### WHAT TO DO
Your answer should be exactly the lines from the one that contains "Contains the job" through the final line of the entries below, and nothing else.

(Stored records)
^^^^

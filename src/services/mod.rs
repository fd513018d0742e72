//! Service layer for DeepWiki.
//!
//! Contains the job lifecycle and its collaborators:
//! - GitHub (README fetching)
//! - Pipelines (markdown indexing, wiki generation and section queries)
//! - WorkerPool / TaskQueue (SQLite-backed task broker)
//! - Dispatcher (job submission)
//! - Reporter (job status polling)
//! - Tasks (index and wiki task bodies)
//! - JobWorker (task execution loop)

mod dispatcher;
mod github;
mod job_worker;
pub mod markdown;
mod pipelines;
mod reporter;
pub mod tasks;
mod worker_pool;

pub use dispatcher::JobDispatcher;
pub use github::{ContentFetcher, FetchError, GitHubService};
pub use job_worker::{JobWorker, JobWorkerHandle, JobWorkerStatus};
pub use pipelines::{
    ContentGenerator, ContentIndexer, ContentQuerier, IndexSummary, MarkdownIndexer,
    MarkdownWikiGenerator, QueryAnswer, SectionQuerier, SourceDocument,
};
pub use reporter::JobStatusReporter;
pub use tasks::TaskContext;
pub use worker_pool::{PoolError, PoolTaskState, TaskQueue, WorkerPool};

^^^^

### SOLUTION BELOW
//! Contains the job lifecycle and its collaborators:
//! - GitHub (README fetching)
//! - Pipelines (markdown indexing, wiki generation and section queries)
//! - WorkerPool / TaskQueue (SQLite-backed task broker)
//! - Dispatcher (job submission)
//! - Reporter (job status polling)
//! - Tasks (index and wiki task bodies)
//! - JobWorker (task execution loop)

mod dispatcher;
mod github;
mod job_worker;
pub mod markdown;
mod pipelines;
mod reporter;
pub mod tasks;
mod worker_pool;

pub use dispatcher::JobDispatcher;
pub use github::{ContentFetcher, FetchError, GitHubService};
pub use job_worker::{JobWorker, JobWorkerHandle, JobWorkerStatus};
pub use pipelines::{
    ContentGenerator, ContentIndexer, ContentQuerier, IndexSummary, MarkdownIndexer,
    MarkdownWikiGenerator, QueryAnswer, SectionQuerier, SourceDocument,
};
pub use reporter::JobStatusReporter;
pub use tasks::TaskContext;
pub use worker_pool::{PoolError, PoolTaskState, TaskQueue, WorkerPool};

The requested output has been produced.